To answer the question, through trial and error I have arrived at this snippet of an entry in the artifacts array. I am not sure if this even counts as a valid SBOM, but Grype does not complain.

    {
      "id": "118",
      "name": "zlib1g",
      "version": "1:1.2.13.dfsg-1",
      "type": "deb",
      "foundBy": "",
      "locations": [],
      "licenses": [],
      "language": "",
      "cpes": [],
      "purl": "pkg:pkg/deb/debian/zlib1g@1:1.2.13.dfsg-1?arch=amd64&distro=debian-12",
      "metadataType": "dpkg-db-entry",
      "metadata": {
        "package": "zlib1g",
        "source": "zlib",
        "version": "1:1.2.13.dfsg-1",
        "sourceVersion": "1:1.2.13.dfsg-1",
        "architecture": "amd64",
        "maintainer": "",
        "installedSize": 0,
        "provides": [],
        "depends": [],
        "files": []
      }

Many other fields in the SBOM are not AFAIK necessary, such as the files array or the artifactRelationships array.
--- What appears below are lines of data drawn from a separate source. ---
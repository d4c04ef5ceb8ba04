//! Packet framing.
//!
//! A packet on the wire is `$<body>#<c1><c2>` where `<c1><c2>` is the modulo
//! 256 sum of the body bytes as transmitted. Inside the body, `$`, `#`, `}`
//! and `*` are escaped as `}` followed by the byte xor `0x20`. Replies may
//! also use run-length encoding: `X*<n>` repeats `X` a further `n - 29` times.
//!
//! Outside of packets the stream carries single-byte acknowledgements (`+`,
//! `-`) and the interrupt byte `0x03`.

use tracing::trace;

use crate::hex;

/// Start of a packet.
pub const PACKET_START: u8 = b'$';
/// End of a packet body, followed by two checksum digits.
pub const PACKET_END: u8 = b'#';
/// Escape prefix inside a packet body.
pub const ESCAPE: u8 = b'}';
/// Run-length marker inside a packet body.
pub const RUN_LENGTH: u8 = b'*';
/// Positive acknowledgement.
pub const ACK: u8 = b'+';
/// Negative acknowledgement, asks the peer to retransmit.
pub const NACK: u8 = b'-';
/// Out-of-band break request.
pub const INTERRUPT: u8 = 0x03;

const ESCAPE_XOR: u8 = 0x20;
const RUN_LENGTH_BIAS: u8 = 29;

/// Modulo 256 sum of `body`.
#[must_use]
pub fn checksum(body: &[u8]) -> u8
{
    body.iter().fold(0u8, |sum, &byte| sum.wrapping_add(byte))
}

/// Frame `payload` as a complete packet, escaping reserved bytes.
#[must_use]
pub fn encode(payload: &[u8]) -> Vec<u8>
{
    let mut body = Vec::with_capacity(payload.len() + 4);
    for &byte in payload {
        if matches!(byte, PACKET_START | PACKET_END | ESCAPE | RUN_LENGTH) {
            body.push(ESCAPE);
            body.push(byte ^ ESCAPE_XOR);
        } else {
            body.push(byte);
        }
    }

    let mut packet = Vec::with_capacity(body.len() + 4);
    packet.push(PACKET_START);
    packet.extend_from_slice(&body);
    packet.push(PACKET_END);
    packet.extend_from_slice(&hex::encode_byte(checksum(&body)));
    packet
}

/// One unit of traffic recognised by [`PacketDecoder`].
#[derive(Debug, Clone, PartialEq, Eq)]
pub enum Frame
{
    /// `+`
    Ack,
    /// `-`
    Nack,
    /// `0x03` outside of a packet
    Interrupt,
    /// A complete packet with a valid checksum; the payload is unescaped
    Packet(Vec<u8>),
    /// A complete packet whose checksum did not match
    ///
    /// Unparsable checksum digits count as zero.
    Corrupt
    {
        /// Checksum sent by the peer
        expected: u8,
        /// Checksum computed over the received body
        actual: u8,
    },
}

#[derive(Debug, Clone, Copy, PartialEq, Eq)]
enum DecodeState
{
    Idle,
    Body,
    Escape,
    RunLength,
    ChecksumHigh,
    ChecksumLow(u8),
}

/// Incremental decoder that turns a byte stream into [`Frame`]s.
///
/// Bytes outside of a packet that are not acknowledgements or interrupts are
/// dropped.
#[derive(Debug)]
pub struct PacketDecoder
{
    state: DecodeState,
    raw: Vec<u8>,
    payload: Vec<u8>,
}

impl Default for PacketDecoder
{
    fn default() -> Self
    {
        Self::new()
    }
}

impl PacketDecoder
{
    /// Create a decoder waiting for the start of a frame.
    #[must_use]
    pub const fn new() -> Self
    {
        Self {
            state: DecodeState::Idle,
            raw: Vec::new(),
            payload: Vec::new(),
        }
    }

    /// Whether the decoder is in the middle of a packet.
    #[must_use]
    pub fn in_packet(&self) -> bool
    {
        self.state != DecodeState::Idle
    }

    /// Feed one byte; returns a frame when one completes.
    pub fn push(&mut self, byte: u8) -> Option<Frame>
    {
        match self.state {
            DecodeState::Idle => match byte {
                ACK => Some(Frame::Ack),
                NACK => Some(Frame::Nack),
                INTERRUPT => Some(Frame::Interrupt),
                PACKET_START => {
                    self.raw.clear();
                    self.payload.clear();
                    self.state = DecodeState::Body;
                    None
                }
                other => {
                    trace!(byte = other, "dropping byte outside of packet");
                    None
                }
            },
            DecodeState::Body => {
                match byte {
                    PACKET_END => self.state = DecodeState::ChecksumHigh,
                    ESCAPE => {
                        self.raw.push(byte);
                        self.state = DecodeState::Escape;
                    }
                    RUN_LENGTH => {
                        self.raw.push(byte);
                        self.state = DecodeState::RunLength;
                    }
                    PACKET_START => {
                        // A new packet started before the old one finished.
                        self.raw.clear();
                        self.payload.clear();
                    }
                    _ => {
                        self.raw.push(byte);
                        self.payload.push(byte);
                    }
                }
                None
            }
            DecodeState::Escape => {
                self.raw.push(byte);
                self.payload.push(byte ^ ESCAPE_XOR);
                self.state = DecodeState::Body;
                None
            }
            DecodeState::RunLength => {
                self.raw.push(byte);
                if let Some(&last) = self.payload.last() {
                    let count = usize::from(byte.saturating_sub(RUN_LENGTH_BIAS));
                    self.payload.extend(std::iter::repeat(last).take(count));
                }
                self.state = DecodeState::Body;
                None
            }
            DecodeState::ChecksumHigh => {
                self.state = DecodeState::ChecksumLow(hex::nibble(byte).unwrap_or(0));
                None
            }
            DecodeState::ChecksumLow(high) => {
                self.state = DecodeState::Idle;
                let expected = (high << 4) | hex::nibble(byte).unwrap_or(0);
                let actual = checksum(&self.raw);
                if expected == actual {
                    Some(Frame::Packet(std::mem::take(&mut self.payload)))
                } else {
                    self.payload.clear();
                    Some(Frame::Corrupt { expected, actual })
                }
            }
        }
    }

    /// Feed a chunk of bytes, collecting every frame it completes.
    pub fn feed(&mut self, bytes: &[u8]) -> Vec<Frame>
    {
        bytes.iter().filter_map(|&byte| self.push(byte)).collect()
    }
}

#[cfg(test)]
mod tests
{
    use super::*;

    #[test]
    fn test_encode_simple_packet()
    {
        assert_eq!(encode(b"g"), b"$g#67".to_vec());
        assert_eq!(encode(b""), b"$#00".to_vec());
    }

    #[test]
    fn test_encode_escapes_reserved_bytes()
    {
        let packet = encode(b"a#b");
        assert_eq!(&packet[..6], b"$a}\x03b#");
        let frames = PacketDecoder::new().feed(&packet);
        assert_eq!(frames, vec![Frame::Packet(b"a#b".to_vec())]);
    }

    #[test]
    fn test_decoder_recognises_acks_and_interrupts()
    {
        let frames = PacketDecoder::new().feed(b"+-\x03");
        assert_eq!(frames, vec![Frame::Ack, Frame::Nack, Frame::Interrupt]);
    }

    #[test]
    fn test_decoder_reports_checksum_mismatch()
    {
        let frames = PacketDecoder::new().feed(b"$OK#00");
        assert_eq!(
            frames,
            vec![Frame::Corrupt {
                expected: 0,
                actual: checksum(b"OK"),
            }]
        );
    }

    #[test]
    fn test_decoder_expands_run_length()
    {
        // '0' followed by "*" and ' ' (32) repeats it 3 more times.
        let body = b"0* ";
        let mut wire = vec![PACKET_START];
        wire.extend_from_slice(body);
        wire.push(PACKET_END);
        wire.extend_from_slice(&hex::encode_byte(checksum(body)));

        let frames = PacketDecoder::new().feed(&wire);
        assert_eq!(frames, vec![Frame::Packet(b"0000".to_vec())]);
    }

    #[test]
    fn test_decoder_handles_split_input()
    {
        let mut decoder = PacketDecoder::new();
        assert_eq!(decoder.feed(b"+$S0"), vec![Frame::Ack]);
        assert!(decoder.in_packet());
        let frames = decoder.feed(b"5#b8");
        assert_eq!(frames, vec![Frame::Packet(b"S05".to_vec())]);
        assert!(!decoder.in_packet());
    }

    #[test]
    fn test_decoder_ignores_noise_between_packets()
    {
        let frames = PacketDecoder::new().feed(b"xx$OK#9a");
        assert_eq!(frames, vec![Frame::Packet(b"OK".to_vec())]);
    }
}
I didn't look at the source code of Grype to figure out which fields is it taking into considerations yet.

Would there be an interest at documenting this behavior and updating the docs? I might create the docs, but if there isn't interest in the project for this, I don't see the point. No docs is better than incorrect docs imo.

[popey]

Thanks @chovanecadam - if you would like to document it, I'm sure we can find somewhere in the docs to put it!
That would be a wonderful contribution. Apologies if my previous response sounded like I wasn't interested. 🙏

[chovanecadam]

Great. I will look into it hopefully sometime this week and notify you if I make some progress.

[kzantow]

Hey all -- Grype has it's own set of package structures and metadata structures, which contain a much smaller set of data -- this is probably the best thing to look at to understand what Grype needs to accurately match. Grype only ingests data used for matching and drops other data. The package and structures are in: https://github.com/anchore/grype/blob/main/grype/pkg -- for example, look at the difference between Grype's Java Metadata and Syft's Java Metadata. While documenting these fields might be okay, these also might get stale quickly as we move Syft and Grype forward, so at least for now, just looking at this package would be a great starting point to understand what's needed.

[kzantow]

When planning for Grype 1.0, we should consider this request: ideally we would auto-generate the documentation for this from the Grype data structures.